• [Data in this exercise]
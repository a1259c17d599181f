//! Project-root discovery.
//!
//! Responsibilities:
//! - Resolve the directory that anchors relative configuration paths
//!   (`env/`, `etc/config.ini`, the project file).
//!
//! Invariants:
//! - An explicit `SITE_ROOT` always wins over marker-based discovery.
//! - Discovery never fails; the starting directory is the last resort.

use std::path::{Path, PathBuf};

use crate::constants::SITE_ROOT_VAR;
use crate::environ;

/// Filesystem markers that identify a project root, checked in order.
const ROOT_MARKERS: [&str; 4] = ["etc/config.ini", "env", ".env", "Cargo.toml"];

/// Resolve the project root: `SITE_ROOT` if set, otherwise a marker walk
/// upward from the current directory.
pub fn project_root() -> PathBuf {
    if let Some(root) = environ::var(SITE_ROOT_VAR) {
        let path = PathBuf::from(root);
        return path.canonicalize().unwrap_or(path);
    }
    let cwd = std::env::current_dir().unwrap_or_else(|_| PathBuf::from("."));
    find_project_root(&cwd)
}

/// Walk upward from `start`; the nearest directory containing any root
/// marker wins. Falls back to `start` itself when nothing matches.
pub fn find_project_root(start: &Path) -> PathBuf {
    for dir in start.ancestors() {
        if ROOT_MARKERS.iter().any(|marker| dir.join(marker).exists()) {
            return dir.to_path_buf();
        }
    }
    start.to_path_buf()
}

---

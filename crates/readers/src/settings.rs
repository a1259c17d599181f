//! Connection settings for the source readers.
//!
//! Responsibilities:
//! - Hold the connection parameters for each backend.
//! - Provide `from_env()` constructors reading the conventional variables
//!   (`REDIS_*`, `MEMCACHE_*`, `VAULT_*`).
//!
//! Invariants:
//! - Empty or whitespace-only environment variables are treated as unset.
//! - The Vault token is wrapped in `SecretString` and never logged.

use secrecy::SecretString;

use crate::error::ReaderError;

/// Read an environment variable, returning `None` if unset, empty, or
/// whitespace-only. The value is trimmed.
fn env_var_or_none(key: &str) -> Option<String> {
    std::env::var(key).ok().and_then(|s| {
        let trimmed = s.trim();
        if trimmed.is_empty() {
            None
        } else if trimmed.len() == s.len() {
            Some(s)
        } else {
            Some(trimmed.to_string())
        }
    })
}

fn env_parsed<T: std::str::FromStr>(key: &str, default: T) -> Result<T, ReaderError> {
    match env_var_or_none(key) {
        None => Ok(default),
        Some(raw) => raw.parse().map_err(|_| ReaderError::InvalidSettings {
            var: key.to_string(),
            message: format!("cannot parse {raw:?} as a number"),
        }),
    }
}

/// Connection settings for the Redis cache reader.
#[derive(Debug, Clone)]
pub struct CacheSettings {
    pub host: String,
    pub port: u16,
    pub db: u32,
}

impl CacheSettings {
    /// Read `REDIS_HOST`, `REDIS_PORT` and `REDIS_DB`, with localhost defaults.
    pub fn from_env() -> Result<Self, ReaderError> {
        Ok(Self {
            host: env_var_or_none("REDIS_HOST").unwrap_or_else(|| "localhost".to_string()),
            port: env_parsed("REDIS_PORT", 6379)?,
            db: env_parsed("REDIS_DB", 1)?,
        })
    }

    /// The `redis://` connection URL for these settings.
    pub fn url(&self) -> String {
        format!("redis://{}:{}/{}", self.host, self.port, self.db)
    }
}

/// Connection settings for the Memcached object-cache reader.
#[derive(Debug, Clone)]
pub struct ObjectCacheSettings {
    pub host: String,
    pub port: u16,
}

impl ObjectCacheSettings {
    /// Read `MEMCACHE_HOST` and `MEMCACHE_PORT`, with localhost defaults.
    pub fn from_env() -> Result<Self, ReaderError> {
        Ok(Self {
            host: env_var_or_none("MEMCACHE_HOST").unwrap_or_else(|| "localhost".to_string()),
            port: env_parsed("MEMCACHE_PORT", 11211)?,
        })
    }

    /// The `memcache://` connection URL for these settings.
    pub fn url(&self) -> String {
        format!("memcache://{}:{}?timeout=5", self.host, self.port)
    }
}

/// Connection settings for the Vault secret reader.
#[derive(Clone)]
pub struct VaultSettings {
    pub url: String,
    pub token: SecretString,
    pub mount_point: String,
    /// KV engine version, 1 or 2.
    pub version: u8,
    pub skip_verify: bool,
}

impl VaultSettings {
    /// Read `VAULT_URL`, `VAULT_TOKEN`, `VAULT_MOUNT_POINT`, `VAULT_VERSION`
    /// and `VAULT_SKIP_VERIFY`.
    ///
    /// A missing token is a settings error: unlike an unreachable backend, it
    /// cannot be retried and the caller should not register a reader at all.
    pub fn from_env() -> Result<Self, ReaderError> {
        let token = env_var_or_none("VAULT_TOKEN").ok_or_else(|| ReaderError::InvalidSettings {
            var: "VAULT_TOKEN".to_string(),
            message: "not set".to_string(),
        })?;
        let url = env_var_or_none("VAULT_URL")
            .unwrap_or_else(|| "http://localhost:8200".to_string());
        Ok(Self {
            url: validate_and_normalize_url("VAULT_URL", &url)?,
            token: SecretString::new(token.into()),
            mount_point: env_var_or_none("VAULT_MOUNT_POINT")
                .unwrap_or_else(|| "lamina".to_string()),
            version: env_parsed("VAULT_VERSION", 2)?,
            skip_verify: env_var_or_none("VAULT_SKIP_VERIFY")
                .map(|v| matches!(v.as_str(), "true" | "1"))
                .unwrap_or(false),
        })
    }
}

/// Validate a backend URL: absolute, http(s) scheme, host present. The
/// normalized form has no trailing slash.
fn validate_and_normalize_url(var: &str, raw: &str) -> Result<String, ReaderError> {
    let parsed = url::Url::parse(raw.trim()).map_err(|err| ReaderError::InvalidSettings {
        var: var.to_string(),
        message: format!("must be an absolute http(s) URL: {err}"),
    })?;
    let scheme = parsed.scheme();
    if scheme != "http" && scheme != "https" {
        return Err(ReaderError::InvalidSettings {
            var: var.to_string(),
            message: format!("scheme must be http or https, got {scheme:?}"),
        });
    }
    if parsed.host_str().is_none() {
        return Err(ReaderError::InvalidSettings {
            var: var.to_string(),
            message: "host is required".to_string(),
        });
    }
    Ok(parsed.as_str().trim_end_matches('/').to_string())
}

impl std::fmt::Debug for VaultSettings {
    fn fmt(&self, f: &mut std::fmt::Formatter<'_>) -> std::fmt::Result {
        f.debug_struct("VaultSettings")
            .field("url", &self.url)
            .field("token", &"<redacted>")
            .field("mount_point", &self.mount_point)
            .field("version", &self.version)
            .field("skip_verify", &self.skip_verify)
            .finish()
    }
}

• [What you have to do]
Using the entries above, extract exactly the span from the line with "the source readers." to the line with "and never logged.", both lines included; leave out everything else.

• [Answer section]
//! Connection settings for the source readers.
//!
//! Responsibilities:
//! - Hold the connection parameters for each backend.
//! - Provide `from_env()` constructors reading the conventional variables
//!   (`REDIS_*`, `MEMCACHE_*`, `VAULT_*`).
//!
//! Invariants:
//! - Empty or whitespace-only environment variables are treated as unset.
//! - The Vault token is wrapped in `SecretString` and never logged.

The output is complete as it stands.